[[ Extracted information, beginning ]]

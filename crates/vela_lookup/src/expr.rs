//! Residual filter expressions and their three-valued evaluation.

use vela_common::value::Value;

use crate::exec::KeyParts;
use crate::{DST_COL, RANK_COL, SRC_COL, TYPE_COL};

#[derive(Clone, Copy, Debug, PartialEq, Eq)]
pub enum LogicalOp {
    And,
    Or,
}

#[derive(Clone, Copy, Debug, PartialEq, Eq)]
pub enum RelOp {
    Eq,
    Ne,
    Lt,
    Le,
    Gt,
    Ge,
    In,
    NotIn,
}

/// Filter expression tree. Property leaves resolve against either the
/// index-resident columns or the fully decoded record, depending on where
/// the filter node sits in the plan.
#[derive(Clone, Debug, PartialEq)]
pub enum Expr {
    Constant(Value),
    /// Element list, only meaningful on the right side of `In`/`NotIn`.
    List(Vec<Expr>),
    TagProperty(String),
    EdgeProperty(String),
    EdgeSrc(String),
    EdgeTypeExpr(String),
    EdgeRank(String),
    EdgeDst(String),
    Logical {
        op: LogicalOp,
        operands: Vec<Expr>,
    },
    Relational {
        op: RelOp,
        left: Box<Expr>,
        right: Box<Expr>,
    },
    Not(Box<Expr>),
}

impl Expr {
    /// `left op right` convenience constructor.
    pub fn rel(op: RelOp, left: Expr, right: Expr) -> Expr {
        Expr::Relational {
            op,
            left: Box::new(left),
            right: Box::new(right),
        }
    }

    pub fn and(operands: Vec<Expr>) -> Expr {
        Expr::Logical {
            op: LogicalOp::And,
            operands,
        }
    }

    pub fn or(operands: Vec<Expr>) -> Expr {
        Expr::Logical {
            op: LogicalOp::Or,
            operands,
        }
    }
}

/// Row context a filter evaluates against.
pub struct EvalContext<'a> {
    pub key: &'a KeyParts,
    pub props: &'a std::collections::BTreeMap<String, Value>,
}

/// Evaluate an expression; unknown properties and null operands propagate as
/// `Null`.
pub fn eval(expr: &Expr, ctx: &EvalContext<'_>) -> Value {
    match expr {
        Expr::Constant(value) => value.clone(),
        Expr::List(_) => Value::Null,
        Expr::TagProperty(name) | Expr::EdgeProperty(name) => {
            ctx.props.get(name).cloned().unwrap_or(Value::Null)
        }
        Expr::EdgeSrc(name) => edge_key_value(ctx.key, name, SRC_COL),
        Expr::EdgeTypeExpr(name) => edge_key_value(ctx.key, name, TYPE_COL),
        Expr::EdgeRank(name) => edge_key_value(ctx.key, name, RANK_COL),
        Expr::EdgeDst(name) => edge_key_value(ctx.key, name, DST_COL),
        Expr::Logical { op, operands } => eval_logical(*op, operands, ctx),
        Expr::Relational { op, left, right } => eval_relational(*op, left, right, ctx),
        Expr::Not(inner) => match eval(inner, ctx) {
            Value::Bool(v) => Value::Bool(!v),
            _ => Value::Null,
        },
    }
}

fn edge_key_value(key: &KeyParts, name: &str, expected: &str) -> Value {
    if name != expected {
        return Value::Null;
    }
    match key {
        KeyParts::Edge {
            src,
            edge_type,
            rank,
            dst,
        } => match expected {
            SRC_COL => src.clone(),
            TYPE_COL => Value::Int(*edge_type as i64),
            RANK_COL => Value::Int(*rank),
            DST_COL => dst.clone(),
            _ => Value::Null,
        },
        KeyParts::Vertex { .. } => Value::Null,
    }
}

fn eval_logical(op: LogicalOp, operands: &[Expr], ctx: &EvalContext<'_>) -> Value {
    let mut saw_null = false;
    for operand in operands {
        match (op, eval(operand, ctx)) {
            (LogicalOp::And, Value::Bool(false)) => return Value::Bool(false),
            (LogicalOp::Or, Value::Bool(true)) => return Value::Bool(true),
            (_, Value::Bool(_)) => {}
            _ => saw_null = true,
        }
    }
    if saw_null {
        Value::Null
    } else {
        Value::Bool(op == LogicalOp::And)
    }
}

fn eval_relational(op: RelOp, left: &Expr, right: &Expr, ctx: &EvalContext<'_>) -> Value {
    if matches!(op, RelOp::In | RelOp::NotIn) {
        let Expr::List(elements) = right else {
            return Value::Null;
        };
        let needle = eval(left, ctx);
        if needle.is_null() {
            return Value::Null;
        }
        let mut found = false;
        for element in elements {
            let candidate = eval(element, ctx);
            if candidate.is_null() {
                return Value::Null;
            }
            if candidate == needle {
                found = true;
            }
        }
        return Value::Bool(if op == RelOp::In { found } else { !found });
    }

    let lhs = eval(left, ctx);
    let rhs = eval(right, ctx);
    let Some(ordering) = lhs.partial_compare(&rhs) else {
        return Value::Null;
    };
    let result = match op {
        RelOp::Eq => ordering.is_eq(),
        RelOp::Ne => !ordering.is_eq(),
        RelOp::Lt => ordering.is_lt(),
        RelOp::Le => ordering.is_le(),
        RelOp::Gt => ordering.is_gt(),
        RelOp::Ge => ordering.is_ge(),
        RelOp::In | RelOp::NotIn => unreachable!("handled above"),
    };
    Value::Bool(result)
}
//! Tag and edge schema lifecycle: create, versioned alter, reads.

use tracing::{error, info};

use vela_common::schema::{AlterSchemaItem, AlterSchemaOp, Schema};
use vela_common::{EdgeType, ErrorCode, SpaceId, TagId};

use crate::keys;
use crate::locks::LockName;
use crate::processor::{index_check, MetaResult, Processor};

/// Create a tag schema at version 0.
pub async fn create_tag(
    proc: &Processor,
    space: SpaceId,
    name: &str,
    schema: Schema,
    if_not_exists: bool,
) -> MetaResult<TagId> {
    let _guard = proc.locks().write(LockName::Space).await;
    proc.space_exists(space)?;

    // A tag may not shadow an edge type of the same name.
    match proc.get_edge_type(space, name) {
        Ok(_) => {
            error!(name = %name, "create tag failed, edge with same name exists");
            return Err(ErrorCode::Conflict);
        }
        Err(ErrorCode::NotFound) => {}
        Err(other) => return Err(other),
    }

    match proc.get_tag_id(space, name) {
        Ok(existing) => {
            return if if_not_exists {
                Ok(existing)
            } else {
                Err(ErrorCode::Existed)
            };
        }
        Err(ErrorCode::NotFound) => {}
        Err(other) => return Err(other),
    }

    let tag_id = proc.auto_increment_id().await?;
    proc.do_sync_put_and_update(vec![
        (keys::index_tag_key(space, name), keys::id_val(tag_id)),
        (keys::schema_tag_key(space, tag_id, 0), keys::schema_val(name, &schema)),
    ])
    .await?;
    info!(space, tag = %name, id = tag_id, "created tag");
    Ok(tag_id)
}

/// Create an edge schema at version 0.
pub async fn create_edge(
    proc: &Processor,
    space: SpaceId,
    name: &str,
    schema: Schema,
    if_not_exists: bool,
) -> MetaResult<EdgeType> {
    let _guard = proc.locks().write(LockName::Space).await;
    proc.space_exists(space)?;

    match proc.get_tag_id(space, name) {
        Ok(_) => {
            error!(name = %name, "create edge failed, tag with same name exists");
            return Err(ErrorCode::Conflict);
        }
        Err(ErrorCode::NotFound) => {}
        Err(other) => return Err(other),
    }

    match proc.get_edge_type(space, name) {
        Ok(existing) => {
            return if if_not_exists {
                Ok(existing)
            } else {
                Err(ErrorCode::Existed)
            };
        }
        Err(ErrorCode::NotFound) => {}
        Err(other) => return Err(other),
    }

    let edge_type = proc.auto_increment_id().await?;
    proc.do_sync_put_and_update(vec![
        (keys::index_edge_key(space, name), keys::id_val(edge_type)),
        (
            keys::schema_edge_key(space, edge_type, 0),
            keys::schema_val(name, &schema),
        ),
    ])
    .await?;
    info!(space, edge = %name, id = edge_type, "created edge");
    Ok(edge_type)
}

/// Alter a tag schema. Rejected with `Conflict` when a CHANGE or DROP item
/// touches a column referenced by any index over the tag; success writes the
/// next schema version.
pub async fn alter_tag(
    proc: &Processor,
    space: SpaceId,
    name: &str,
    items: &[AlterSchemaItem],
) -> MetaResult<()> {
    let _guard = proc.locks().write(LockName::Space).await;
    let tag_id = proc.get_tag_id(space, name).map_err(|code| {
        if code == ErrorCode::NotFound {
            ErrorCode::TagNotFound
        } else {
            code
        }
    })?;
    let (ver, mut schema) = proc.get_latest_tag_schema(space, tag_id)?;

    let indexes = proc.get_indexes(space, tag_id)?;
    index_check(&indexes, items)?;
    apply_alter(&mut schema, items)?;

    proc.do_sync_put_and_update(vec![(
        keys::schema_tag_key(space, tag_id, ver + 1),
        keys::schema_val(name, &schema),
    )])
    .await?;
    info!(space, tag = %name, version = ver + 1, "altered tag");
    Ok(())
}

/// Edge counterpart of `alter_tag`.
pub async fn alter_edge(
    proc: &Processor,
    space: SpaceId,
    name: &str,
    items: &[AlterSchemaItem],
) -> MetaResult<()> {
    let _guard = proc.locks().write(LockName::Space).await;
    let edge_type = proc.get_edge_type(space, name).map_err(|code| {
        if code == ErrorCode::NotFound {
            ErrorCode::EdgeNotFound
        } else {
            code
        }
    })?;
    let (ver, mut schema) = proc.get_latest_edge_schema(space, edge_type)?;

    let indexes = proc.get_indexes(space, edge_type)?;
    index_check(&indexes, items)?;
    apply_alter(&mut schema, items)?;

    proc.do_sync_put_and_update(vec![(
        keys::schema_edge_key(space, edge_type, ver + 1),
        keys::schema_val(name, &schema),
    )])
    .await?;
    info!(space, edge = %name, version = ver + 1, "altered edge");
    Ok(())
}

fn apply_alter(schema: &mut Schema, items: &[AlterSchemaItem]) -> MetaResult<()> {
    for item in items {
        for col in &item.columns {
            let existing = schema.columns.iter().position(|c| c.name == col.name);
            match item.op {
                AlterSchemaOp::Add => {
                    if existing.is_some() {
                        return Err(ErrorCode::Existed);
                    }
                    schema.columns.push(col.clone());
                }
                AlterSchemaOp::Change => {
                    let Some(idx) = existing else {
                        return Err(ErrorCode::NotFound);
                    };
                    schema.columns[idx] = col.clone();
                }
                AlterSchemaOp::Drop => {
                    let Some(idx) = existing else {
                        return Err(ErrorCode::NotFound);
                    };
                    schema.columns.remove(idx);
                }
            }
        }
    }
    Ok(())
}

/// All schema versions of one tag, oldest first.
pub fn get_all_tag_schemas(
    proc: &Processor,
    space: SpaceId,
    tag: TagId,
) -> MetaResult<Vec<(i64, Schema)>> {
    let mut iter = proc.do_prefix(&keys::schema_tag_prefix(space, tag))?;
    let mut out = Vec::new();
    while iter.valid() {
        let ver = keys::parse_schema_ver(iter.key()).map_err(|_| ErrorCode::StoreFailure)?;
        let schema = keys::parse_schema(iter.val()).map_err(|_| ErrorCode::StoreFailure)?;
        out.push((ver, schema));
        iter.next();
    }
    // Prefix order is newest-first; callers expect ascending versions.
    out.reverse();
    Ok(out)
}

pub fn get_all_edge_schemas(
    proc: &Processor,
    space: SpaceId,
    edge: EdgeType,
) -> MetaResult<Vec<(i64, Schema)>> {
    let mut iter = proc.do_prefix(&keys::schema_edge_prefix(space, edge))?;
    let mut out = Vec::new();
    while iter.valid() {
        let ver = keys::parse_schema_ver(iter.key()).map_err(|_| ErrorCode::StoreFailure)?;
        let schema = keys::parse_schema(iter.val()).map_err(|_| ErrorCode::StoreFailure)?;
        out.push((ver, schema));
        iter.next();
    }
    out.reverse();
    Ok(out)
}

[[ Extracted information, end ]]

Select every line above that contains the word "left", and copy it.

        left: Box<Expr>,
    /// `left op right` convenience constructor.
    pub fn rel(op: RelOp, left: Expr, right: Expr) -> Expr {
            left: Box::new(left),
        Expr::Relational { op, left, right } => eval_relational(*op, left, right, ctx),
fn eval_relational(op: RelOp, left: &Expr, right: &Expr, ctx: &EvalContext<'_>) -> Value {
        let needle = eval(left, ctx);
    let lhs = eval(left, ctx);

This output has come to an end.